Fine tuned model for a specific task would be less good at the previous
generic task on which it was pre-trained.
This is called catastrophic forgetting.
To retain the earlier learning you would want to revision by feeding few
samples from previous task along with samples from our new specific task.
Are p-values really that valuables?
In hypothesis testing (I do get confused everytime) based on value of p
we may either reject the null hypothesis (Ho) else we fail to reject Ho.
Ho is never truly accepted.
Inference itself is hard, statistical inference is much harder. All you
can do is remove all other possibilities and finally conclude this is right
inference.
Here is a statement from American Statistical Association. Statement
Frequentist vs Bayesian Statistical Approaches:
Comparison of frequentist vs Bayesian method for probability. Good Read.
Three ways of looking at probability:
Frequency of event happening in long run (Frequentist)
Degree of belief of event happening (Bayesian)
Extension of logical probability (Bayesian)

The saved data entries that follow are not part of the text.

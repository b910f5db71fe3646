use chrono::NaiveDate;
use edfheader::{
    detect, read_header_bytes, serialize_header, Detection, EdfError, EdfFile, EdfHeader,
    FileType, Gender, PatientIdentification, RecordingIdentification, SignalFormat, SignalHeader,
};
use std::fs;
use std::path::Path;

// 创建测试信号的辅助函数
fn create_test_eeg_signal() -> SignalHeader {
    SignalHeader {
        label: "EEG Fp1".to_string(),
        transducer: "AgAgCl electrodes".to_string(),
        physical_dimension: "uV".to_string(),
        physical_min: -200.0,
        physical_max: 200.0,
        digital_min: -32768,
        digital_max: 32767,
        prefilter: "HP:0.1Hz LP:70Hz".to_string(),
        samples_per_record: 256,
        reserved: String::new(),
    }
}

fn create_test_ecg_signal() -> SignalHeader {
    SignalHeader {
        label: "ECG Lead II".to_string(),
        transducer: "Chest electrodes".to_string(),
        physical_dimension: "mV".to_string(),
        physical_min: -5.5,
        physical_max: 5.5,
        digital_min: -2048,
        digital_max: 2047,
        prefilter: "HP:0.1Hz LP:100Hz".to_string(),
        samples_per_record: 128,
        reserved: "spare".to_string(),
    }
}

fn start_time() -> Option<chrono::NaiveDateTime> {
    NaiveDate::from_ymd_opt(2010, 1, 2).and_then(|d| d.and_hms_opt(8, 15, 30))
}

// 写入头部和指定数量的零数据记录
fn write_test_file(path: &Path, header: &EdfHeader, records: usize) {
    let record_bytes: i64 = header.signals.iter().map(SignalHeader::bytes_per_record).sum();
    let total = header.file.header_bytes + records * record_bytes as usize;
    let mut bytes = serialize_header(header, total as u64);
    bytes.resize(total, 0);
    fs::write(path, bytes).unwrap();
}

fn edf_plus_header() -> EdfHeader {
    let header = EdfHeader::new(
        FileType::EdfPlus,
        vec![create_test_eeg_signal(), create_test_ecg_signal()],
    );
    let file = header
        .file
        .clone()
        .with_patient(PatientIdentification::new(
            "MCH-0234567",
            Gender::Female,
            NaiveDate::from_ymd_opt(1951, 5, 2),
            "Haagse_Harry",
        ))
        .with_recording(RecordingIdentification::new(
            NaiveDate::from_ymd_opt(2010, 1, 2),
            "EMG561",
            "BK/JOP",
            "Sony.",
            "",
        ))
        .with_start(start_time())
        .with_reserved("site-7");
    header.with_file(file)
}

#[test]
fn test_edf_plus_write_read_cycle() {
    let dir = tempfile::tempdir().unwrap();
    let path = dir.path().join("edf_plus_cycle.edf");
    let header = edf_plus_header();
    write_test_file(&path, &header, 3);

    let mut edf = EdfFile::open(&path).unwrap();
    assert!(edf.is_ready());
    assert!(edf.is_edf_plus());
    assert_eq!(edf.signal_format(), SignalFormat::Continuous);
    assert_eq!(edf.last_error(), None);

    let read = edf.read_header().unwrap();
    let file = &read.file;
    assert_eq!(file.file_type, FileType::EdfPlus);
    assert_eq!(file.version, 0);
    assert_eq!(file.patient.code, "MCH-0234567");
    assert_eq!(file.patient.gender, Gender::Female);
    assert_eq!(file.patient.birth_date, NaiveDate::from_ymd_opt(1951, 5, 2));
    assert_eq!(file.patient.name, "Haagse_Harry");
    assert_eq!(file.patient.raw, "MCH-0234567 F 02-MAY-1951 Haagse_Harry");
    assert_eq!(file.recording.start_date, NaiveDate::from_ymd_opt(2010, 1, 2));
    assert_eq!(file.recording.admin_code, "EMG561");
    assert_eq!(file.recording.technician, "BK/JOP");
    assert_eq!(file.recording.equipment, "Sony.");
    assert_eq!(file.recording.comments, "");
    assert_eq!(file.start, start_time());
    assert_eq!(file.header_bytes, 768);
    assert_eq!(file.signal_format, SignalFormat::Continuous);
    assert_eq!(file.reserved, "site-7");
    assert_eq!(file.data_records, 3);
    assert_eq!(file.record_duration, 1.0);
    assert_eq!(file.signal_count, 2);
    assert!(file.is_consistent());

    // 信号头部应完全一致
    assert_eq!(read.signals, header.signals);
}

#[test]
fn test_legacy_edf_round_trip_is_exact() {
    let dir = tempfile::tempdir().unwrap();
    let path = dir.path().join("legacy.edf");

    let header = EdfHeader::new(FileType::Edf, vec![create_test_eeg_signal()]);
    let file = header
        .file
        .clone()
        .with_patient(PatientIdentification::from_raw("John Smith 1962"))
        .with_recording(RecordingIdentification::from_raw("Sleep lab bed 3"))
        .with_start(start_time())
        .with_reserved("free text")
        .with_data_records(4)
        .with_record_duration(0.25);
    let header = header.with_file(file);
    write_test_file(&path, &header, 4);

    let mut edf = EdfFile::open(&path).unwrap();
    assert_eq!(edf.file_type(), Some(FileType::Edf));
    assert!(!edf.is_edf_plus());

    let read = edf.read_header().unwrap();
    assert_eq!(read, header);
}

#[test]
fn test_open_non_edf_reports_status() {
    let dir = tempfile::tempdir().unwrap();
    let path = dir.path().join("not_edf.bin");
    fs::write(&path, vec![b'1'; 600]).unwrap();

    let mut edf = EdfFile::open(&path).unwrap();
    assert!(!edf.is_ready());
    assert_eq!(edf.file_type(), None);
    assert_eq!(edf.last_error(), Some("File is not in EDF format!"));
    assert!(matches!(edf.read_header(), Err(EdfError::NotEdfFormat(_))));
}

#[test]
fn test_open_short_file_is_not_edf() {
    let dir = tempfile::tempdir().unwrap();
    let path = dir.path().join("short.edf");
    let bytes = serialize_header(&edf_plus_header(), 0);
    fs::write(&path, &bytes[..200]).unwrap();

    let edf = EdfFile::open(&path).unwrap();
    assert!(!edf.is_ready());
}

#[test]
fn test_open_missing_file() {
    let dir = tempfile::tempdir().unwrap();
    let result = EdfFile::open(dir.path().join("missing.edf"));
    assert!(matches!(result, Err(EdfError::FileNotFound(_))));
}

#[test]
fn test_rewrite_derives_record_count() {
    let dir = tempfile::tempdir().unwrap();
    let path = dir.path().join("derive.edf");
    let header = edf_plus_header();
    let file = header.file.clone().with_data_records(99);
    write_test_file(&path, &header.clone().with_file(file), 6);

    let mut edf = EdfFile::open(&path).unwrap();
    let read = edf.read_header().unwrap();
    assert_eq!(read.file.data_records, 99);
    assert_eq!(edf.compute_data_record_count(&read).unwrap(), Some(6));

    let file = read.file.clone().with_data_records(-1);
    let written = edf.write_header(&read.with_file(file)).unwrap();
    assert_eq!(written.file.data_records, 6);

    let reread = edf.read_header().unwrap();
    assert_eq!(reread.file.data_records, 6);
    // 数据区不应被改动
    let expected_len = 768 + 6 * (512 + 256);
    assert_eq!(edf.file_len().unwrap(), expected_len as u64);
}

#[test]
fn test_edit_patient_keeps_other_fields() {
    let dir = tempfile::tempdir().unwrap();
    let path = dir.path().join("edit.edf");
    write_test_file(&path, &edf_plus_header(), 2);

    {
        let mut edf = EdfFile::open(&path).unwrap();
        let read = edf.read_header().unwrap();
        let file = read.file.clone().with_patient(PatientIdentification::new(
            "P042",
            Gender::Male,
            None,
            "John Smith",
        ));
        edf.write_header(&read.with_file(file)).unwrap();
        edf.close().unwrap();
    }

    let mut edf = EdfFile::open(&path).unwrap();
    let read = edf.read_header().unwrap();
    assert_eq!(read.file.patient.code, "P042");
    assert_eq!(read.file.patient.gender, Gender::Male);
    assert_eq!(read.file.patient.birth_date, None);
    // 空格在写入时被替换为下划线，读取时不会恢复
    assert_eq!(read.file.patient.name, "John_Smith");
    assert_eq!(read.file.recording.admin_code, "EMG561");
    assert_eq!(read.file.start, start_time());
    assert_eq!(read.file.reserved, "site-7");
    assert_eq!(read.signals.len(), 2);
}

#[test]
fn test_save_as_leaves_source_untouched() {
    let dir = tempfile::tempdir().unwrap();
    let source = dir.path().join("source.edf");
    let target = dir.path().join("target.edf");
    write_test_file(&source, &edf_plus_header(), 2);
    let original_bytes = fs::read(&source).unwrap();

    let mut edf = EdfFile::open(&source).unwrap();
    let read = edf.read_header().unwrap();
    let file = read.file.clone().with_recording(RecordingIdentification::new(
        read.file.recording.start_date,
        "EMG562",
        "AB",
        "Sony.",
        "re-labelled",
    ));
    let written = edf.save_as(&target, &read.with_file(file)).unwrap();
    assert_eq!(written.file.recording.admin_code, "EMG562");

    assert_eq!(fs::read(&source).unwrap(), original_bytes);

    let copy_bytes = fs::read(&target).unwrap();
    assert_eq!(copy_bytes.len(), original_bytes.len());
    assert_eq!(copy_bytes[768..], original_bytes[768..]);

    let mut copy = EdfFile::open(&target).unwrap();
    let copy_header = copy.read_header().unwrap();
    assert_eq!(copy_header.file.recording.admin_code, "EMG562");
    assert_eq!(copy_header.file.recording.comments, "re-labelled");

    // 不覆盖已存在的其他文件
    let other = dir.path().join("other.edf");
    fs::write(&other, b"keep").unwrap();
    assert!(edf.save_as(&other, &copy_header).is_err());
    assert_eq!(fs::read(&other).unwrap(), b"keep");
}

#[test]
fn test_read_only_file_rejects_write() {
    let dir = tempfile::tempdir().unwrap();
    let path = dir.path().join("read_only.edf");
    write_test_file(&path, &edf_plus_header(), 1);
    let before = fs::read(&path).unwrap();

    let mut edf = EdfFile::open_read_only(&path).unwrap();
    let read = edf.read_header().unwrap();
    assert!(edf.write_header(&read).is_err());
    assert!(edf.last_error().is_some());
    assert_eq!(fs::read(&path).unwrap(), before);
}

#[test]
fn test_write_rejects_signal_count_mismatch() {
    let dir = tempfile::tempdir().unwrap();
    let path = dir.path().join("mismatch.edf");
    let mut edf = EdfFile::create(&path).unwrap();

    let mut header = edf_plus_header();
    header.signals.pop();
    let result = edf.write_header(&header);
    assert!(matches!(result, Err(EdfError::InvalidSignalCount(1))));
}

#[test]
fn test_invalid_start_survives_round_trip() {
    let header = edf_plus_header();
    let file = header.file.clone().with_start(None);
    let header = header.with_file(file);

    let bytes = serialize_header(&header, 768);
    assert_eq!(&bytes[168..184], b"00.00.0000.00.00");
    let read = read_header_bytes(&bytes).unwrap();
    assert_eq!(read.file.start, None);
}

#[test]
fn test_detection_on_bytes() {
    let mut h = vec![b' '; 256];
    h[0] = b'0';
    h[184..187].copy_from_slice(b"512");
    assert_eq!(detect(&h), Detection::Edf);

    for i in 0..8 {
        let mut changed = h.clone();
        changed[i] = b'7';
        assert_eq!(detect(&changed), Detection::NotEdf, "version byte {}", i);
    }
    assert_eq!(detect(&h[..255]), Detection::NotEdf);

    h[88..98].copy_from_slice(b"Startdate ");
    assert_eq!(detect(&h), Detection::EdfPlus(SignalFormat::Unknown));
    h[192..197].copy_from_slice(b"EDF+C");
    assert_eq!(detect(&h), Detection::EdfPlus(SignalFormat::Continuous));
    h[192..197].copy_from_slice(b"EDF+D");
    assert_eq!(detect(&h), Detection::EdfPlus(SignalFormat::Discontinuous));
}

#[test]
fn test_untagged_edf_plus_round_trip() {
    let header = edf_plus_header();
    let file = header
        .file
        .clone()
        .with_signal_format(SignalFormat::Unknown)
        .with_data_records(1);
    let header = header.with_file(file);

    let bytes = serialize_header(&header, 0);
    assert_eq!(detect(&bytes), Detection::EdfPlus(SignalFormat::Unknown));

    let read = read_header_bytes(&bytes).unwrap();
    assert_eq!(read.file.signal_format, SignalFormat::Unknown);
    assert_eq!(read.file.reserved, "site-7");
    assert_eq!(read.file.patient.code, "MCH-0234567");
}

#[test]
fn test_discontinuous_round_trip() {
    let header = edf_plus_header();
    let file = header
        .file
        .clone()
        .with_signal_format(SignalFormat::Discontinuous);
    let header = header.with_file(file);

    let read = read_header_bytes(&serialize_header(&header, 768 + 768 * 2)).unwrap();
    assert_eq!(read.file.signal_format, SignalFormat::Discontinuous);
    assert_eq!(read.file.data_records, 2);
}

#[test]
fn test_truncated_signal_block_is_rejected() {
    let bytes = serialize_header(&edf_plus_header(), 0);
    let result = read_header_bytes(&bytes[..600]);
    assert!(matches!(result, Err(EdfError::InvalidHeader(_))));
}

#[test]
fn test_remaining_capacity() {
    let patient = PatientIdentification::new("P001", Gender::Male, None, "Smith");
    assert_eq!(patient.remaining_capacity(), 63 - 9);

    let recording = RecordingIdentification::new(None, "EEG-1", "AB", "Amp", "");
    assert_eq!(recording.remaining_capacity(), 52 - 10);

    let file = edf_plus_header().file;
    assert_eq!(file.remaining_capacity(), 38 - 6);
}

#[test]
fn test_edf_plus_round_trip_matches_structured_fields() {
    let header = edf_plus_header();
    let file = header.file.clone().with_data_records(3);
    let header = header.with_file(file);

    let mut read = read_header_bytes(&serialize_header(&header, 0)).unwrap();
    // EDF+ 模式下 raw 由结构化字段重建
    assert_eq!(read.file.patient.raw, "MCH-0234567 F 02-MAY-1951 Haagse_Harry");
    assert_eq!(read.file.recording.raw, "Startdate 02-JAN-2010 EMG561 BK/JOP Sony.");
    read.file.patient.raw.clear();
    read.file.recording.raw.clear();

    assert_eq!(read, header);
}

#[test]
fn test_header_with_many_signals() {
    let signals = vec![create_test_ecg_signal(); 5000];
    let header = EdfHeader::new(FileType::Edf, signals);
    assert_eq!(header.file.header_bytes, 256 * 5001);

    let read = read_header_bytes(&serialize_header(&header, 0)).unwrap();
    assert_eq!(read.file.signal_count, 5000);
    assert_eq!(read.signals.len(), 5000);
    assert_eq!(read.signals[4999], create_test_ecg_signal());
}

#[test]
fn test_successful_operation_clears_last_error() {
    let dir = tempfile::tempdir().unwrap();
    let path = dir.path().join("last_error.edf");
    let mut edf = EdfFile::create(&path).unwrap();

    let mut header = edf_plus_header();
    header.signals.pop();
    assert!(edf.write_header(&header).is_err());
    assert!(edf.last_error().is_some());

    edf.write_header(&edf_plus_header()).unwrap();
    assert_eq!(edf.last_error(), None);

    edf.read_header().unwrap();
    assert_eq!(edf.last_error(), None);
}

Same data can be viewed with both persepectives. Frequentist approach cannot
assign probability to events which are non repeatable while bayesian approach can.
(For example probability trump wins which is not repeatable for many times)
Frequentist approach gives maximum likely hood estimate with confidence interval.
But applying it just based on p-value and significance is wrong approach.
Best test when we are doing frequentist NHST is to taking Ho to be contrary
to earlier Ho and see if it still holds.
In most of 20th century frequentist and NHST (Null Hypothesis Significance Test)
was used everywhere, but wrongly applied.
In recent 15-20yrs people have realised advantage of Bayesian approach and renoved
practitioner of this approach blame on quality of research which just relies on NHST
and p-value for significance.
Bayesian approach takes into consideration other factors (their prior probability) + data
to comment on posterior probablity of parameter.
$$P(^\theta/_{Data}) = \frac {P(^{Data}/ _\theta) \cdot P(\theta)} {P(Data)} $$
$$P(^\theta/_{Data}) = Posterior Probabiliy $$
$$P(^{Data}/ _\theta) = Likely hood $$
$$P(\theta) = Prior probability $$
$$P(Data) = Evidence $$
Classical vs Quantum physics:
I view frequentist vs bayesian to be similar to classical vs quantum physics.
Classical physics applies and scales well at large scale objects.
While quantum physics is more powerfull and generic. Classical physics is just
a special and is derivable from quantum physics.
As quantum physics gives probability of finding electron at different places, similarly
Bayesian approach gives posterior probability of parameter given its prior and evidence.